The Last Station is the tale of Tolstoy’s life, a story so tortured it could have come from the pages of War and Peace.
The Anglo-German co-production is one of nine films about writers – including Pushkin, Dickens, Molière, Keats, Austen, the Brontës and Dylan Thomas – that are being promoted at the Cannes Film Festival.
The high number of such films signals an insatiable appetite from actors and investors for screen dramas about literary icons after the success of movies such as Miss Potter, starring Renée Zellweger as Beatrix Potter.
Just five years ago, no one was interested, one producer said.
Streep, an Oscar-winner whose films include The Deer Hunterand Sophie’s Choice, will play Tolstoy’s wife, an intelligent woman who is thought to have had a strong editing influence on War and Peace but who eventually inspired only brutal disgust from her husband.
Tony Briggs, a Tolstoy specialist and the author of a new translation of War and Peace, said: “Tolstoy and his wife is a sensational story.
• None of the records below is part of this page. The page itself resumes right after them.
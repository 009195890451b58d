//! Cooldown bookkeeping and tower fire control.
//!
//! Every weapon cooldown decrements by one tick while positive. A tower
//! whose cooldown has reached zero picks the nearest enemy strictly
//! within range and fires a projectile at it, resetting its cooldown.
//! The king fires on player command only (see the engine), never here.

use hecs::{Entity, World};

use wardkeep_core::components::Weapon;
use wardkeep_core::types::Position;

use crate::components::{Enemy, Tower};
use crate::enums::ProjectileSource;
use crate::world_setup;

/// Run one combat tick: cooldowns, then tower target selection and fire.
pub fn run(world: &mut World) {
    for (_entity, weapon) in world.query_mut::<&mut Weapon>() {
        if weapon.cooldown > 0 {
            weapon.cooldown -= 1;
        }
    }

    // Snapshot enemy positions once; towers scan it in storage order.
    let enemies: Vec<(Entity, Position)> = world
        .query::<(&Enemy, &Position)>()
        .iter()
        .map(|(entity, (_, pos))| (entity, *pos))
        .collect();

    // Collect shots first, spawn after the query ends.
    let mut shots: Vec<(Position, Position, i32)> = Vec::new();
    for (_entity, (tower, pos, weapon)) in world.query_mut::<(&Tower, &Position, &mut Weapon)>() {
        if weapon.cooldown > 0 {
            continue;
        }
        if let Some(target) = nearest_in_range(pos, tower.range, &enemies) {
            shots.push((*pos, target, weapon.damage));
            weapon.cooldown = weapon.delay;
        }
    }

    for (from, toward, damage) in shots {
        world_setup::spawn_projectile(world, from, toward, damage, ProjectileSource::Tower);
    }
}

/// Nearest enemy strictly within `range` of `from`. Ties resolve to the
/// first candidate encountered in the scan; both comparisons are strict.
pub fn nearest_in_range(from: &Position, range: f32, enemies: &[(Entity, Position)]) -> Option<Position> {
    let mut best: Option<Position> = None;
    let mut best_dist = f32::INFINITY;
    for (_, enemy_pos) in enemies {
        let dist = from.distance_to(enemy_pos);
        if dist < range && dist < best_dist {
            best_dist = dist;
            best = Some(*enemy_pos);
        }
    }
    best
}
They began as happy honeymooners, but their marriage went on a downward spiral.”
Sir Anthony, 69, who was once described by Lord Attenborough as “unquestionably the greatest actor of his generation”, won an Oscar as the cannibal Hannibal Lecter in The Silence of the Lambs in 1991 before going on to reveal his dramatic range with films such as Howards End, Shadowlands and The Remains of the Day.
Since 1998, he has spoken at least three times of wanting to retire, expressing concern that so much of his life has been “wasted” in filming.
Last month he touched again on the subject, reportedly saying: “I’m beginning to think that sitting in a damp trailer in the middle of a field somewhere is not the best way to spend my time.”
The chance to play a writer enticed him, Chris Curling, the film’s British producer, told The Times.
Professor Briggs, Emeritus Professor at Birmingham University, described Sir Anthony as perfect for the role because of his powerful portrayal of Pierre in War and Peace, a BBC adaptation 25 years ago.
“It was the best role he ever did,” he said. “He’d be tremendous for Tolstoy.” There are parallels between Pierre – bumbling, spiritually open, trying to find meaning in everyone – and Tolstoy’s own character, he explained.
And Sir Anthony will bring out yet another side to him.
The film has a budget of about £10 million, and is likely to begin shooting next year.
Tolstoy’s descendants have given their blessing to the film and will allow filming to take place in Yasnaya Polyana, Tolstoy’s estate 100 miles south of Moscow. The author was born there in 1828 and, after his marriage to Sofia (Sonya) Behrs in 1862, returned and lived there for another 48 years.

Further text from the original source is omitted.